Old Arapaho Indian Man circa late1900s early Twentieth Century (?) www.firstpeople.us/


Old Arapaho Man - Vivace 115lb (250gsm) 11.75" x 15.75" Not

My approach  was slightly different here as a good part of the face is in shadow. I used similar colours and completed the face in stages, starting with the eyes, nose and lips. As these were all linked together I did them in one passage. I then completed the lighter side and added the various lines and grooves when  dry. I assumed his hair to be a dirty white leaving most of it the white of the paper, with just a few hints of  heavily diluted Cerulean and Quinacridone Gold (Daniel Smith PO49). The pinkish red in both instances is diluted Permanent Carmine (Winsor & Newton PR N/A).
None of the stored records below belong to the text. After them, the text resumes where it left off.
//! Samples collected during one acquisition run.

use serde::{Deserialize, Serialize};

use crate::frame::Sample;
use crate::gain::Gain;
use crate::stats::Channels;

/// Append-only store of normalized samples, kept as parallel columns.
///
/// All columns always have the same length. The buffer is cleared at the
/// start of every acquisition run, so callers that need the data of a run
/// must take a [`SampleSnapshot`] before starting the next one.
#[derive(Debug, Clone, Default)]
pub struct SampleBuffer {
    full: Vec<f64>,
    ir: Vec<f64>,
    visible: Vec<f64>,
    seconds: Vec<f64>,
    gains: Vec<Gain>,
}

/// Owned copy of a buffer's columns, independent of later runs.
#[derive(Debug, Clone, Default, PartialEq, Serialize, Deserialize)]
pub struct SampleSnapshot {
    pub full: Vec<f64>,
    pub ir: Vec<f64>,
    pub visible: Vec<f64>,
    pub seconds: Vec<f64>,
    pub gains: Vec<Gain>,
}

impl SampleSnapshot {
    pub fn len(&self) -> usize {
        self.full.len()
    }

    pub fn is_empty(&self) -> bool {
        self.full.is_empty()
    }
}

impl SampleBuffer {
    pub fn new() -> Self {
        Self::default()
    }

    pub fn push(&mut self, sample: Sample) {
        self.full.push(sample.values.full);
        self.ir.push(sample.values.ir);
        self.visible.push(sample.values.visible);
        self.seconds.push(sample.seconds);
        self.gains.push(sample.gain);
    }

    pub fn clear(&mut self) {
        self.full.clear();
        self.ir.clear();
        self.visible.clear();
        self.seconds.clear();
        self.gains.clear();
    }

    pub fn len(&self) -> usize {
        self.full.len()
    }

    pub fn is_empty(&self) -> bool {
        self.full.is_empty()
    }

    pub fn full(&self) -> &[f64] {
        &self.full
    }

    pub fn ir(&self) -> &[f64] {
        &self.ir
    }

    pub fn visible(&self) -> &[f64] {
        &self.visible
    }

    /// Board timestamps in seconds.
    pub fn seconds(&self) -> &[f64] {
        &self.seconds
    }

    pub fn gains(&self) -> &[Gain] {
        &self.gains
    }

    /// Gain of the most recently appended sample.
    pub fn last_gain(&self) -> Option<Gain> {
        self.gains.last().copied()
    }

    pub fn get(&self, index: usize) -> Option<Sample> {
        Some(Sample {
            values: Channels::new(
                *self.full.get(index)?,
                *self.ir.get(index)?,
                *self.visible.get(index)?,
            ),
            seconds: *self.seconds.get(index)?,
            gain: *self.gains.get(index)?,
        })
    }

    pub fn iter(&self) -> impl Iterator<Item = Sample> + '_ {
        (0..self.len()).filter_map(move |i| self.get(i))
    }

    /// Subtract a per-channel baseline from every stored sample in place.
    pub fn subtract_baseline(&mut self, baseline: &Channels<f64>) {
        self.full.iter_mut().for_each(|v| *v -= baseline.full);
        self.ir.iter_mut().for_each(|v| *v -= baseline.ir);
        self.visible.iter_mut().for_each(|v| *v -= baseline.visible);
    }

    pub fn snapshot(&self) -> SampleSnapshot {
        SampleSnapshot {
            full: self.full.clone(),
            ir: self.ir.clone(),
            visible: self.visible.clone(),
            seconds: self.seconds.clone(),
            gains: self.gains.clone(),
        }
    }

    /// Move the collected columns out, leaving the buffer empty.
    pub fn take(&mut self) -> SampleSnapshot {
        SampleSnapshot {
            full: std::mem::take(&mut self.full),
            ir: std::mem::take(&mut self.ir),
            visible: std::mem::take(&mut self.visible),
            seconds: std::mem::take(&mut self.seconds),
            gains: std::mem::take(&mut self.gains),
        }
    }
}

#[cfg(test)]
mod tests {
    use super::*;
    use crate::stats;

    fn sample(full: f64, ir: f64, seconds: f64, gain: Gain) -> Sample {
        Sample {
            values: Channels::new(full, ir, full - ir),
            seconds,
            gain,
        }
    }

    fn columns_agree(buf: &SampleBuffer) -> bool {
        let n = buf.len();
        buf.ir().len() == n
            && buf.visible().len() == n
            && buf.seconds().len() == n
            && buf.gains().len() == n
    }

    #[test]
    fn push_keeps_columns_aligned_and_ordered() {
        let mut buf = SampleBuffer::new();
        buf.push(sample(3.0, 1.0, 0.1, Gain::Low));
        buf.push(sample(5.0, 2.0, 0.2, Gain::Med));
        assert_eq!(buf.len(), 2);
        assert!(columns_agree(&buf));
        assert_eq!(buf.full(), &[3.0, 5.0]);
        assert_eq!(buf.visible(), &[2.0, 3.0]);
        assert_eq!(buf.seconds(), &[0.1, 0.2]);
        assert_eq!(buf.gains(), &[Gain::Low, Gain::Med]);
        assert_eq!(buf.last_gain(), Some(Gain::Med));
        assert_eq!(buf.get(1), Some(sample(5.0, 2.0, 0.2, Gain::Med)));
        assert_eq!(buf.iter().count(), 2);
    }

    #[test]
    fn clear_empties_every_column() {
        let mut buf = SampleBuffer::new();
        buf.push(sample(3.0, 1.0, 0.1, Gain::Low));
        buf.clear();
        assert!(buf.is_empty());
        assert!(columns_agree(&buf));
        assert_eq!(buf.last_gain(), None);
    }

    #[test]
    fn snapshot_is_independent_of_later_runs() {
        let mut buf = SampleBuffer::new();
        buf.push(sample(3.0, 1.0, 0.1, Gain::Low));
        let snap = buf.snapshot();
        buf.clear();
        buf.push(sample(9.0, 9.0, 0.5, Gain::Max));
        assert_eq!(snap.full, vec![3.0]);
        assert_eq!(snap.gains, vec![Gain::Low]);
        assert_eq!(snap.len(), 1);
    }

    #[test]
    fn take_moves_data_out() {
        let mut buf = SampleBuffer::new();
        buf.push(sample(3.0, 1.0, 0.1, Gain::Low));
        let snap = buf.take();
        assert_eq!(snap.len(), 1);
        assert!(buf.is_empty());
        assert!(columns_agree(&buf));
    }

    #[test]
    fn baseline_subtraction_is_linear() {
        let mut buf = SampleBuffer::new();
        for (i, v) in [4.0, 7.5, 12.25, 1.0].into_iter().enumerate() {
            buf.push(sample(v, v / 4.0, i as f64, Gain::Low));
        }
        let before = stats::average(&buf).unwrap();
        let baseline = Channels::new(2.0, 0.5, 1.5);
        buf.subtract_baseline(&baseline);
        let after = stats::average(&buf).unwrap();
        assert!((after.full - (before.full - baseline.full)).abs() < 1e-12);
        assert!((after.ir - (before.ir - baseline.ir)).abs() < 1e-12);
        assert!((after.visible - (before.visible - baseline.visible)).abs() < 1e-12);
    }

    #[test]
    fn subtraction_leaves_timestamps_and_gains() {
        let mut buf = SampleBuffer::new();
        buf.push(sample(3.0, 1.0, 0.1, Gain::High));
        buf.subtract_baseline(&Channels::splat(1.0));
        assert_eq!(buf.full(), &[2.0]);
        assert_eq!(buf.seconds(), &[0.1]);
        assert_eq!(buf.gains(), &[Gain::High]);
    }
}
The Arapaho were a tribe of plains Indians usually associated with the Sioux and Cheyenne but not quite so feared, although still formidable, often fighting with them.

Brushes were my usual Isabey Sizes 6 and 8 plus a Size 6 Maestro.



6 comments:

Anns Art said...

I really like your style Peter, it's loose and free but shows exactly the subject...very good.

Peter Ward said...

Thanks for commenting Ann and your kind remarks. I'm still trying to develop things further but live in hope.

Anonymous said...

Bravo! Peter, your AmerIndian portraits just keep getting better.
I particularly love the face of the Nez Perce warrior.
Carol

Peter Ward said...

Thank you Carol for your kind remarks. I was very taken with the original photograph which (I felt )was very striking and had good possibilities for a painting.

Robert P. Armas said...

Kudos to you Peter!These native Americans portraits are superb!

Peter Ward said...

Thanks for commenting Robert and your kind remarks.